誰もが知っているBayern München、ドイツの絶対的王者で11連覇という偉業を4大リーグとされている内の一つのリーグで成し遂げている。
今シーズンこそ、Bayer Leverkusenは安定していて、今シーズンのBayernの最大のライバルの最右翼となっているが、彼らにしろBorussia DortmundやRB Leipzigなどのライバルは継続して強いというチームはない。
また、昨シーズンや18-19シーズンなどFCBに問題があったシーズンは連覇中に何シーズンかあったはずであった。しかし、そのチャンスを不意にしてしまうのがFCBのライバルたちであって彼らの勝負強く無さも競争力低下の要因になっている。
よくこの手の話題で挙げられる話として、FCBが国内のチームから選手を強奪するというものがある。しかし、国内での移籍は他のリーグでも多いので、さほど競争力低下につながっているとは思わないし、むしろトップスター選手をリーグ内に保持するということは大切なので国内リーグの質の低下には大きく影響していないと思う。
しかし、FCB以外のチームの主力選手はステップアップで国外へ移籍してしまう。
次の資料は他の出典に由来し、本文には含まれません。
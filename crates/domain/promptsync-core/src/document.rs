use chrono::{SecondsFormat, Utc};
use serde::{Deserialize, Serialize};
use serde_json::{Map, Value};

/// Wire format version written on every upload.
pub const SYNC_DOCUMENT_VERSION: u32 = 1;

/// A prompt or category entry. Opaque apart from its `id` field.
pub type Record = Value;

/// The key a record is deduplicated by: the JSON text of its `id`, so that
/// `"1"` and `1` stay distinct. Records without an `id` have no key.
pub fn record_key(record: &Record) -> Option<String> {
    match record.get("id")? {
        Value::Null => None,
        Value::String(s) => Some(format!("\"{s}\"")),
        other => Some(other.to_string()),
    }
}

#[derive(Debug, thiserror::Error)]
pub enum DocumentError {
    #[error("invalid JSON: {0}")]
    Json(#[from] serde_json::Error),
    #[error("document is not a JSON object")]
    NotAnObject,
    #[error("document has no `prompts` array")]
    MissingPrompts,
    #[error("document `categories` is not an array")]
    InvalidCategories,
}

/// The two synchronized collections as held by the local store.
#[derive(Debug, Clone, Default, PartialEq, Serialize, Deserialize)]
pub struct Collections {
    pub prompts: Vec<Record>,
    pub categories: Vec<Record>,
}

impl Collections {
    pub fn new(prompts: Vec<Record>, categories: Vec<Record>) -> Self {
        Self {
            prompts,
            categories,
        }
    }

    pub fn is_empty(&self) -> bool {
        self.prompts.is_empty() && self.categories.is_empty()
    }
}

/// The single JSON file that carries the whole dataset on the server.
#[derive(Debug, Clone, PartialEq, Serialize, Deserialize)]
#[serde(rename_all = "camelCase")]
pub struct SyncDocument {
    pub version: u32,
    pub exported_at: String,
    pub prompts: Vec<Record>,
    #[serde(default)]
    pub categories: Vec<Record>,
}

impl SyncDocument {
    /// Snapshot `collections` into a fresh document stamped with the current time.
    pub fn new(collections: Collections) -> Self {
        Self {
            version: SYNC_DOCUMENT_VERSION,
            exported_at: Utc::now().to_rfc3339_opts(SecondsFormat::Millis, true),
            prompts: collections.prompts,
            categories: collections.categories,
        }
    }

    /// Parse a downloaded body.
    ///
    /// Only `prompts` is mandatory. A missing or `null` `categories` becomes
    /// an empty sequence; `version` and `exportedAt` are informational and
    /// fall back to defaults when absent.
    pub fn from_slice(bytes: &[u8]) -> Result<Self, DocumentError> {
        let value: Value = serde_json::from_slice(bytes)?;
        Self::from_value(value)
    }

    pub fn from_value(value: Value) -> Result<Self, DocumentError> {
        let Value::Object(mut map) = value else {
            return Err(DocumentError::NotAnObject);
        };

        let prompts = match map.remove("prompts") {
            Some(Value::Array(items)) => items,
            _ => return Err(DocumentError::MissingPrompts),
        };
        let categories = match map.remove("categories") {
            None | Some(Value::Null) => Vec::new(),
            Some(Value::Array(items)) => items,
            Some(_) => return Err(DocumentError::InvalidCategories),
        };

        Ok(Self {
            version: read_version(&map),
            exported_at: map
                .get("exportedAt")
                .and_then(Value::as_str)
                .unwrap_or_default()
                .to_string(),
            prompts,
            categories,
        })
    }

    /// Pretty-printed body for PUT.
    pub fn to_pretty_json(&self) -> Result<Vec<u8>, DocumentError> {
        Ok(serde_json::to_vec_pretty(self)?)
    }

    pub fn into_collections(self) -> Collections {
        Collections::new(self.prompts, self.categories)
    }
}

fn read_version(map: &Map<String, Value>) -> u32 {
    map.get("version")
        .and_then(Value::as_u64)
        .and_then(|v| u32::try_from(v).ok())
        .unwrap_or(SYNC_DOCUMENT_VERSION)
}
pub mod net;
pub mod webdav;

// Re-exports for convenience
pub use net::{build_http_client, default_http_client, HttpOptions};
pub use webdav::{WebDavClient, WebDavError};
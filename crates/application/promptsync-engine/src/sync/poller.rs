use std::collections::HashMap;
use std::sync::atomic::{AtomicU64, Ordering};
use std::sync::{Arc, Mutex, MutexGuard, PoisonError};
use std::time::Duration;

use promptsync_core::{SyncDirection, SyncId, SyncStatus};
use tokio::runtime::Handle;
use tokio::task::JoinHandle;
use tokio::time::{interval_at, Instant, MissedTickBehavior};
use tokio_util::sync::CancellationToken;
use tracing::{debug, warn};

use crate::sync::{SyncError, SyncStateStore};

/// Why a watch stopped.
#[derive(Debug, Clone, PartialEq)]
pub enum WatchOutcome {
    /// The watched operation reached `success` or `error`.
    Terminal(SyncStatus),
    /// The record now belongs to another operation, or is gone.
    Superseded,
    /// The configured watch timeout elapsed first.
    TimedOut,
    /// Stopped by [`StatusPoller::stop`] or by a newer watch.
    Cancelled,
}

struct ActiveWatch {
    watch_id: u64,
    token: CancellationToken,
}

/// Repeatedly reads a direction's status record until the watched sync id
/// settles. One watch per direction; a new watch replaces the old one.
pub struct StatusPoller {
    state: SyncStateStore,
    interval: Duration,
    timeout: Option<Duration>,
    active: Mutex<HashMap<SyncDirection, ActiveWatch>>,
    next_watch: AtomicU64,
}

pub struct WatchHandle {
    token: CancellationToken,
    join: JoinHandle<()>,
}

impl WatchHandle {
    pub fn cancel(&self) {
        self.token.cancel();
    }

    /// Wait until the watch has stopped and its callback has run.
    pub async fn finished(self) {
        let _ = self.join.await;
    }
}

impl StatusPoller {
    pub fn new(state: SyncStateStore, interval: Duration) -> Self {
        Self {
            state,
            interval,
            timeout: None,
            active: Mutex::new(HashMap::new()),
            next_watch: AtomicU64::new(1),
        }
    }

    pub fn with_timeout(mut self, timeout: Option<Duration>) -> Self {
        self.timeout = timeout;
        self
    }

    fn lock(&self) -> MutexGuard<'_, HashMap<SyncDirection, ActiveWatch>> {
        self.active.lock().unwrap_or_else(PoisonError::into_inner)
    }

    /// Start watching `id` under `direction`'s status key and call
    /// `on_settled` once the watch stops, whatever the reason.
    ///
    /// Fails with [`SyncError::NoRuntime`] outside a tokio runtime, leaving
    /// any existing watch in place.
    pub fn watch<F>(
        self: &Arc<Self>,
        id: SyncId,
        direction: SyncDirection,
        on_settled: F,
    ) -> Result<WatchHandle, SyncError>
    where
        F: FnOnce(WatchOutcome) + Send + 'static,
    {
        let runtime = Handle::try_current().map_err(|_| SyncError::NoRuntime)?;
        let watch_id = self.next_watch.fetch_add(1, Ordering::Relaxed);
        let token = CancellationToken::new();
        {
            let mut active = self.lock();
            if let Some(previous) = active.insert(
                direction,
                ActiveWatch {
                    watch_id,
                    token: token.clone(),
                },
            ) {
                debug!("replacing {direction} status watch");
                previous.token.cancel();
            }
        }

        let this = Arc::clone(self);
        let run_token = token.clone();
        let join = runtime.spawn(async move {
            let outcome = this.run(&id, direction, &run_token).await;
            {
                let mut active = this.lock();
                if active.get(&direction).is_some_and(|w| w.watch_id == watch_id) {
                    active.remove(&direction);
                }
            }
            debug!("{direction} watch for {id} stopped: {outcome:?}");
            on_settled(outcome);
        });
        Ok(WatchHandle { token, join })
    }

    /// Watch in the current task instead of a spawned one.
    pub async fn wait_for(&self, id: &SyncId, direction: SyncDirection) -> WatchOutcome {
        self.run(id, direction, &CancellationToken::new()).await
    }

    pub fn is_watching(&self, direction: SyncDirection) -> bool {
        self.lock().contains_key(&direction)
    }

    pub fn stop(&self, direction: SyncDirection) {
        if let Some(watch) = self.lock().remove(&direction) {
            watch.token.cancel();
        }
    }

    pub fn stop_all(&self) {
        for (_, watch) in self.lock().drain() {
            watch.token.cancel();
        }
    }

    async fn run(
        &self,
        id: &SyncId,
        direction: SyncDirection,
        token: &CancellationToken,
    ) -> WatchOutcome {
        let start = Instant::now();
        let deadline = self.timeout.map(|t| start + t);
        let mut ticker = interval_at(start + self.interval, self.interval);
        ticker.set_missed_tick_behavior(MissedTickBehavior::Delay);

        loop {
            tokio::select! {
                _ = token.cancelled() => return WatchOutcome::Cancelled,
                _ = ticker.tick() => {}
            }

            match self.state.read(direction) {
                Ok(Some(status)) if &status.id != id => return WatchOutcome::Superseded,
                Ok(None) => return WatchOutcome::Superseded,
                Ok(Some(status)) if status.is_terminal() => {
                    return WatchOutcome::Terminal(status)
                }
                Ok(Some(_)) => {}
                Err(e) => warn!("reading {direction} status failed: {e}"),
            }

            if deadline.is_some_and(|d| Instant::now() >= d) {
                return WatchOutcome::TimedOut;
            }
        }
    }
}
これこそが、ライバルチームが高い水準で安定させることができていない要因であり、Bundesligaの人気低下、ひいては競争力の低下をまねていると思う。
しかし、これが問題になっていたとしても今すぐに解決できる話ではない確実にない。
Bundesligaは、健全経営で有名なリーグであって赤字を出すことを許さない。常に収支の監査が入り、赤字を計上した場合は返済プランなどきめ細かい規定をクリアしない限りクラブの存続は厳しくなってしまう。
また、チームが誰のためにあるのかという考えの元、「50+1ルール」というクラブ経営に関するルールが存在し、サッカー界でトレンドの外資的資本が経営に入ることやオーナーシップを一人の大富豪によって握られるということは防がれている。そのため、他のリーグ、特に世界一のリーグであるPremialegueと比較してもクラブ規模は圧倒的に小さくなってしまっている。このスモールクラブとしての経営方針を取らなければならない、Bullを除いたライバルたちが継続的に強豪であり続けて、主力を自チームにとどめながらFCBと競争していくのは残念ながらなかなか難しい問題となっている。
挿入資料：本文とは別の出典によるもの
pub mod credentials;
pub mod document;
pub mod merge;
pub mod status;

pub use credentials::{Credentials, MissingSettings, WebDavSettings};
pub use document::{record_key, Collections, DocumentError, Record, SyncDocument};
pub use merge::{merge_by_key, MergeMode};
pub use status::{SyncDirection, SyncId, SyncState, SyncStatus};

/// Milliseconds since the Unix epoch, the unit used by every stored timestamp.
pub fn now_millis() -> i64 {
    chrono::Utc::now().timestamp_millis()
}
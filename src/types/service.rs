//! Service catalog types

use serde::{Deserialize, Serialize};

/// A tracked external service.
///
/// `name` is the stable identifier used by plan assignments and usage
/// records; `url` and `category` are display metadata.
#[derive(Debug, Clone, Serialize, Deserialize, PartialEq, Eq)]
pub struct ServiceDescriptor {
    pub name: String,
    pub url: String,
    pub category: String,
}

impl ServiceDescriptor {
    pub fn new(name: &str, url: &str, category: &str) -> Self {
        Self {
            name: name.to_string(),
            url: url.to_string(),
            category: category.to_string(),
        }
    }
}

/// Immutable catalog of known services, built at startup.
#[derive(Debug, Clone, Default)]
pub struct ServiceRegistry {
    services: Vec<ServiceDescriptor>,
}

impl ServiceRegistry {
    pub fn new(services: Vec<ServiceDescriptor>) -> Self {
        Self { services }
    }

    /// The built-in catalog of tracked SaaS tools.
    pub fn builtin() -> Self {
        let svc = ServiceDescriptor::new;
        Self::new(vec![
            svc("ChatGPT", "https://chat.openai.com/", "Conversational AI"),
            svc("Claude", "https://www.anthropic.com/", "Conversational AI"),
            svc("GPT-Engineer", "https://gptengineer.app/", "AI Development"),
            svc("v0", "https://v0.dev/", "AI Development"),
            svc("Cosor", "https://www.cosor.com.tw/", "AI Development"),
            svc("create", "https://www.create.xyz/", "AI Development"),
            svc("Dify", "https://dify.ai/", "Backend Services"),
            svc("Supabase", "https://supabase.com/", "Backend Services"),
            svc(
                "Google Cloud Console",
                "https://console.cloud.google.com/",
                "Cloud Services",
            ),
            svc("Twitter", "https://twitter.com", "Launch Services"),
            svc("Facebook", "https://facebook.com", "Launch Services"),
            svc("LinkedIn", "https://linkedin.com", "Launch Services"),
            svc("PR Times", "https://prtimes.jp", "Launch Services"),
            svc(
                "Product Hunt",
                "https://www.producthunt.com",
                "Launch Services",
            ),
            svc("Note", "https://note.com", "Launch Services"),
            svc("Udemy", "https://www.udemy.com/", "Launch Services"),
            svc("GenSpark", "https://www.genspark.ai/", "Search"),
            svc("Felo", "https://felo.ai/ja/search", "Search"),
            svc("Perplexity", "https://www.perplexity.ai/", "Search"),
        ])
    }

    pub fn services(&self) -> &[ServiceDescriptor] {
        &self.services
    }

    /// Find a service by name
    pub fn get(&self, name: &str) -> Option<&ServiceDescriptor> {
        self.services.iter().find(|s| s.name == name)
    }

    pub fn contains(&self, name: &str) -> bool {
        self.get(name).is_some()
    }

    /// Group services by category, categories in first-seen order and
    /// services in registry order within each group.
    pub fn by_category(&self) -> Vec<(&str, Vec<&ServiceDescriptor>)> {
        let mut groups: Vec<(&str, Vec<&ServiceDescriptor>)> = Vec::new();
        for service in &self.services {
            match groups.iter_mut().find(|(c, _)| *c == service.category) {
                Some((_, members)) => members.push(service),
                None => groups.push((service.category.as_str(), vec![service])),
            }
        }
        groups
    }

    pub fn len(&self) -> usize {
        self.services.len()
    }

    pub fn is_empty(&self) -> bool {
        self.services.is_empty()
    }
}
これらの様々な要因の元、国内競争力が低下してしまっている。

ドイツが失ったものを取り戻すために

かつてドイツがEUROで敗退した以後、育成改革を懸命に行った。
結果、ドイツはW杯優勝にまで登り詰めた。しかし、そこに至るまでは10年以上単位の長い年月があった。育成改革を行った世代が20歳以上くらいになって初めて時代の興隆を迎えるはずである。
今回のクライシスを経て、DFBが育成改革に踏み切るのかどうかよくわからないが、確実にドイツは何らかの動きをするはずだ。(しかも、育成改革を行ったとしても自国開催のEUROには間に合わないしね。)
俺の知るドイツは、何度倒れても、何度ぶん殴られても立ち直り、最終的には相手を殴り返して最後の最後にチャンピオンになるチーム。
決して綺麗な殴り合いは求めておらず、むしろドイツらしく泥臭く殴り合ってほしいと思う。
「最後にドイツが勝つ」「勝ったものが強い」と言ってきた、ゲルマン民族たちが自国開催に向けてどのような動きをするか興味深い。
このままでは終わらない。それがドイツという国だと信じたい。
俺が魅せられたのは、そんな国だったから。